● **WORK REQUEST**
In the records below, find the line that contains "let (_, _, _, drift)", then write out that line and each one after it exactly, up to and including the last.

● **DATA FOR THIS TASK**
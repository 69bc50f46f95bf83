//! Wall-clock label formatting for date/time overlays.
//!
//! Callers hand in strftime-style format strings (`"%H:%M:%S"`); these are
//! expanded once into `time` format items. Specifiers without a mapping are
//! kept as literal text and logged as a warning — a cosmetic defect, never a
//! fatal one.

use time::OffsetDateTime;
use time::format_description::OwnedFormatItem;
use tracing::warn;

use crate::foundation::error::{VosdError, VosdResult};

/// A parsed date/time format, ready to expand against the wall clock.
#[derive(Debug)]
pub(crate) struct TimestampFormat {
    raw: String,
    items: OwnedFormatItem,
}

impl TimestampFormat {
    pub(crate) fn parse(fmt: &str) -> VosdResult<Self> {
        let translated = translate_strftime(fmt);
        let items = time::format_description::parse_owned::<2>(&translated).map_err(|e| {
            VosdError::configuration(format!("date/time format '{fmt}' is invalid: {e}"))
        })?;
        Ok(Self {
            raw: fmt.to_string(),
            items,
        })
    }

    pub(crate) fn raw(&self) -> &str {
        &self.raw
    }

    /// Format the current wall-clock time. Falls back to UTC when the local
    /// offset cannot be determined (multi-threaded processes on some libcs).
    pub(crate) fn now(&self) -> VosdResult<String> {
        let now = OffsetDateTime::now_local().unwrap_or_else(|_| OffsetDateTime::now_utc());
        now.format(&self.items)
            .map_err(|e| VosdError::internal(format!("format timestamp '{}': {e}", self.raw)))
    }
}

/// Expand the supported strftime specifiers into `time` format-description
/// syntax. Unknown specifiers survive as literals and are reported once per
/// parse via `tracing::warn!`.
fn translate_strftime(fmt: &str) -> String {
    let mut out = String::with_capacity(fmt.len() * 2);
    let mut unconsumed = Vec::new();
    let mut chars = fmt.chars();

    while let Some(ch) = chars.next() {
        if ch != '%' {
            push_literal(&mut out, ch);
            continue;
        }
        let Some(spec) = chars.next() else {
            push_literal(&mut out, '%');
            break;
        };
        match spec {
            'H' => out.push_str("[hour]"),
            'I' => out.push_str("[hour repr:12]"),
            'M' => out.push_str("[minute]"),
            'S' => out.push_str("[second]"),
            'Y' => out.push_str("[year]"),
            'y' => out.push_str("[year repr:last_two]"),
            'm' => out.push_str("[month]"),
            'd' => out.push_str("[day]"),
            'j' => out.push_str("[ordinal]"),
            'p' => out.push_str("[period]"),
            'a' => out.push_str("[weekday repr:short]"),
            'A' => out.push_str("[weekday]"),
            'b' | 'h' => out.push_str("[month repr:short]"),
            'B' => out.push_str("[month repr:long]"),
            '%' => push_literal(&mut out, '%'),
            other => {
                unconsumed.push(other);
                push_literal(&mut out, '%');
                push_literal(&mut out, other);
            }
        }
    }

    if !unconsumed.is_empty() {
        warn!(
            format = fmt,
            specifiers = ?unconsumed,
            "date/time format contains unconsumed specifiers; kept as literal text"
        );
    }
    out
}

fn push_literal(out: &mut String, ch: char) {
    // '[' opens a component in format-description syntax; '\[' is the escape.
    if ch == '[' {
        out.push_str("\\[");
    } else {
        out.push(ch);
    }
}

#[cfg(test)]
#[path = "../../tests/unit/text/timestamp.rs"]
mod tests;
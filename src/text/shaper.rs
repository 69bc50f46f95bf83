//! Font-shaping seam.
//!
//! The engine never touches glyph internals: everything that turns a label
//! into ink goes through [`TextShaper`]. Deployments with a real shaping
//! stack implement the trait over it; [`BitmapShaper`] is the built-in
//! reference implementation used on hosts without one (and by the test
//! suites), rasterizing a scaled 5x7 bitmap font.

use std::path::PathBuf;

use tracing::debug;

use crate::foundation::error::{VosdError, VosdResult};
use crate::pixel::buffer::{PixelBuffer, PixelFormat, Rgba8};
use crate::text::bitmap_font;

/// Font selection handed to the shaper alongside every call.
#[derive(Clone, Debug, Default, PartialEq, Eq)]
pub struct FontSpec {
    /// Path to a font file. Shapers that carry their own glyph data (the
    /// bitmap shaper) may ignore it.
    pub path: Option<PathBuf>,
    /// CSS-style weight; 400 is regular, 700 bold.
    pub weight: u32,
}

impl FontSpec {
    pub fn new(path: Option<PathBuf>, weight: u32) -> Self {
        Self { path, weight }
    }
}

/// Pixel extent of a shaped label.
#[derive(Clone, Copy, Debug, PartialEq, Eq)]
pub struct TextExtent {
    pub width: u32,
    pub height: u32,
    /// Distance from the top of the extent to the text baseline.
    pub baseline: u32,
}

/// The font-shaping collaborator: measure a label's ink extent and draw it
/// onto an RGBA canvas.
pub trait TextShaper: Send + Sync {
    /// Ink extent of `text` at `size_px` with the given stroke thickness.
    fn measure(
        &self,
        font: &FontSpec,
        text: &str,
        size_px: f64,
        thickness: u32,
    ) -> VosdResult<TextExtent>;

    /// Draw `text` onto `canvas` with its top-left at `origin`. Glyphs are
    /// written opaque in `color`; pixels outside the canvas are clipped.
    fn draw(
        &self,
        font: &FontSpec,
        canvas: &mut PixelBuffer,
        text: &str,
        origin: (i64, i64),
        size_px: f64,
        thickness: u32,
        color: Rgba8,
    ) -> VosdResult<()>;
}

/// Built-in shaper over a scaled 5x7 bitmap font.
///
/// Single-line only; `size_px` maps to an integer cell scale, thickness and
/// heavy font weights widen strokes by repeated horizontal passes.
#[derive(Clone, Copy, Debug, Default)]
pub struct BitmapShaper;

impl BitmapShaper {
    fn scale_for(size_px: f64) -> VosdResult<u32> {
        if !size_px.is_finite() || size_px <= 0.0 {
            return Err(VosdError::invalid_argument(format!(
                "font size {size_px} must be finite and > 0"
            )));
        }
        Ok(((size_px / f64::from(bitmap_font::CELL_HEIGHT)).round() as u32).max(1))
    }

    fn stroke_for(font: &FontSpec, thickness: u32) -> u32 {
        let bold_bump = u32::from(font.weight >= 600);
        thickness.max(1) + bold_bump
    }
}

impl TextShaper for BitmapShaper {
    fn measure(
        &self,
        font: &FontSpec,
        text: &str,
        size_px: f64,
        thickness: u32,
    ) -> VosdResult<TextExtent> {
        let scale = Self::scale_for(size_px)?;
        let stroke = Self::stroke_for(font, thickness);
        let chars = text.chars().count() as u32;
        if chars == 0 {
            return Ok(TextExtent {
                width: 0,
                height: 0,
                baseline: 0,
            });
        }
        Ok(TextExtent {
            width: chars * bitmap_font::CELL_WIDTH * scale + (stroke - 1),
            height: bitmap_font::CELL_HEIGHT * scale,
            baseline: bitmap_font::GLYPH_HEIGHT * scale,
        })
    }

    fn draw(
        &self,
        font: &FontSpec,
        canvas: &mut PixelBuffer,
        text: &str,
        origin: (i64, i64),
        size_px: f64,
        thickness: u32,
        color: Rgba8,
    ) -> VosdResult<()> {
        if canvas.format() != PixelFormat::Rgba {
            return Err(VosdError::internal(
                "bitmap shaper draws onto RGBA canvases only",
            ));
        }
        if let Some(path) = &font.path {
            debug!(path = %path.display(), "bitmap shaper ignores font files");
        }

        let scale = Self::scale_for(size_px)?;
        let stroke = Self::stroke_for(font, thickness);
        let (canvas_w, canvas_h) = (i64::from(canvas.width()), i64::from(canvas.height()));

        for (i, ch) in text.chars().enumerate() {
            let rows = bitmap_font::glyph(ch);
            let cell_x = origin.0 + (i as i64) * i64::from(bitmap_font::CELL_WIDTH * scale);
            for (row, &bits) in rows.iter().enumerate() {
                for col in 0..bitmap_font::GLYPH_WIDTH {
                    if (bits >> (bitmap_font::GLYPH_WIDTH - 1 - col)) & 1 == 0 {
                        continue;
                    }
                    // One font pixel becomes a scale x scale block, repeated
                    // horizontally for each stroke pass.
                    for pass in 0..stroke {
                        let px = cell_x + i64::from(col * scale) + i64::from(pass);
                        let py = origin.1 + (row as i64) * i64::from(scale);
                        for dy in 0..i64::from(scale) {
                            for dx in 0..i64::from(scale) {
                                let (fx, fy) = (px + dx, py + dy);
                                if fx < 0 || fy < 0 || fx >= canvas_w || fy >= canvas_h {
                                    continue;
                                }
                                canvas.put_rgba(fx as u32, fy as u32, color);
                            }
                        }
                    }
                }
            }
        }
        Ok(())
    }
}

#[cfg(test)]
#[path = "../../tests/unit/text/shaper.rs"]
mod tests;
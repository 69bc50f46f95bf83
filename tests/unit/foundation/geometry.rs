use super::*;

#[test]
fn resolve_rejects_out_of_range_offsets() {
    let err = resolve_offset(1.5, 0.5, 10, 10, 640, 480, Drift::default(), 0.0, 0.0);
    assert!(matches!(err, Err(VosdError::Configuration(_))));

    let err = resolve_offset(0.5, -0.1, 10, 10, 640, 480, Drift::default(), 0.0, 0.0);
    assert!(matches!(err, Err(VosdError::Configuration(_))));
}

#[test]
fn resolve_rejects_bad_alignment_anchor() {
    let err = resolve_offset(0.5, 0.5, 10, 10, 640, 480, Drift::default(), 1.5, 0.0);
    assert!(matches!(err, Err(VosdError::Configuration(_))));
}

#[test]
fn offset_shrinks_to_fit_far_edge() {
    let p = resolve_offset(0.9, 0.9, 100, 100, 640, 480, Drift::default(), 0.0, 0.0).unwrap();
    assert_eq!(p.x, 576);
    assert_eq!(p.y, 432);
    assert!(p.x + p.width <= 640);
    assert!(p.y + p.height <= 480);
    assert_eq!(p.width % 2, 0);
    assert_eq!(p.height % 2, 0);
}

#[test]
fn resolve_fails_when_anchor_leaves_frame() {
    let err = resolve_offset(1.0, 0.0, 10, 10, 640, 480, Drift::default(), 0.0, 0.0);
    assert!(matches!(err, Err(VosdError::Configuration(_))));
}

#[test]
fn alignment_centers_the_overlay() {
    let p = resolve_offset(0.5, 0.5, 100, 50, 640, 480, Drift::default(), 0.5, 0.5).unwrap();
    assert_eq!(p.x, 270);
    // 240 - 25 = 215, clamped down to even.
    assert_eq!(p.y, 214);
    assert_eq!(p.width, 100);
    assert_eq!(p.height, 50);
}

#[test]
fn drift_biases_the_anchor() {
    let base = resolve_offset(0.5, 0.5, 10, 10, 640, 480, Drift::default(), 0.0, 0.0).unwrap();
    let drifted =
        resolve_offset(0.5, 0.5, 10, 10, 640, 480, Drift { x: -20, y: 6 }, 0.0, 0.0).unwrap();
    assert_eq!(drifted.x, base.x - 20);
    assert_eq!(drifted.y, base.y + 6);

    let err = resolve_offset(0.0, 0.0, 10, 10, 640, 480, Drift { x: -2, y: 0 }, 0.0, 0.0);
    assert!(matches!(err, Err(VosdError::Configuration(_))));
}

#[test]
fn offsets_are_always_even() {
    // 0.33 * 640 = 211.2 -> 211, which must clamp down to 210.
    let p = resolve_offset(0.33, 0.33, 10, 10, 640, 480, Drift::default(), 0.0, 0.0).unwrap();
    assert_eq!(p.x % 2, 0);
    assert_eq!(p.y % 2, 0);
}

#[test]
fn clamp_even_rounds_down() {
    assert_eq!(clamp_even(7), 6);
    assert_eq!(clamp_even(8), 8);
    assert_eq!(clamp_even(0), 0);
}

#[test]
fn rotated_bbox_is_stable_at_right_angles() {
    assert_eq!(rotated_bbox(100, 50, 0.0), (100, 50));
    assert_eq!(rotated_bbox(100, 50, 90.0), (50, 100));
    assert_eq!(rotated_bbox(100, 50, 180.0), (100, 50));
}

#[test]
fn rotated_bbox_grows_even_at_oblique_angles() {
    let (bw, bh) = rotated_bbox(100, 50, 30.0);
    assert_eq!(bw % 2, 0);
    assert_eq!(bh % 2, 0);
    assert!(bw >= 100 && bh >= 50);
}

#[test]
fn rotate_zero_angle_is_noop() {
    let data = vec![9u8; 4 * 6 * 4];
    let (out, w, h, drift) = rotate_rgba(&data, 4, 6, 0.0, RotationPolicy::Center).unwrap();
    assert_eq!(out, data);
    assert_eq!((w, h), (4, 6));
    assert_eq!(drift, Drift::default());
}

#[test]
fn rotate_90_center_policy_reports_recentering_drift() {
    let data = vec![0u8; 100 * 50 * 4];
    let (_, w, h, drift) = rotate_rgba(&data, 100, 50, 90.0, RotationPolicy::Center).unwrap();
    assert_eq!((w, h), (50, 100));
    assert_eq!(drift, Drift { x: 25, y: -25 });
}

#[test]
fn rotate_top_left_policy_has_zero_drift() {
    let data = vec![0u8; 100 * 50 * 4];
    let (_, _, _, drift) = rotate_rgba(&data, 100, 50, 45.0, RotationPolicy::TopLeft).unwrap();
    assert_eq!(drift, Drift::default());
}

#[test]
fn rotate_preserves_opaque_coverage_at_right_angles() {
    let mut data = vec![0u8; 8 * 4 * 4];
    // One opaque pixel at (1, 0).
    data[1 * 4 + 3] = 255;
    let (out, w, h, _) = rotate_rgba(&data, 8, 4, 90.0, RotationPolicy::Center).unwrap();
    assert_eq!((w, h), (4, 8));
    let covered = out.chunks_exact(4).filter(|px| px[3] == 255).count();
    assert_eq!(covered, 1);
}

#[test]
fn rotate_rejects_mismatched_buffer() {
    let err = rotate_rgba(&[0u8; 10], 4, 4, 10.0, RotationPolicy::Center);
    assert!(matches!(err, Err(VosdError::Internal(_))));
}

● **ANSWER TO THIS EXERCISE**
    let (_, _, _, drift) = rotate_rgba(&data, 100, 50, 45.0, RotationPolicy::TopLeft).unwrap();
    assert_eq!(drift, Drift::default());
}

#[test]
fn rotate_preserves_opaque_coverage_at_right_angles() {
    let mut data = vec![0u8; 8 * 4 * 4];
    // One opaque pixel at (1, 0).
    data[1 * 4 + 3] = 255;
    let (out, w, h, _) = rotate_rgba(&data, 8, 4, 90.0, RotationPolicy::Center).unwrap();
    assert_eq!((w, h), (4, 8));
    let covered = out.chunks_exact(4).filter(|px| px[3] == 255).count();
    assert_eq!(covered, 1);
}

#[test]
fn rotate_rejects_mismatched_buffer() {
    let err = rotate_rgba(&[0u8; 10], 4, 4, 10.0, RotationPolicy::Center);
    assert!(matches!(err, Err(VosdError::Internal(_))));
}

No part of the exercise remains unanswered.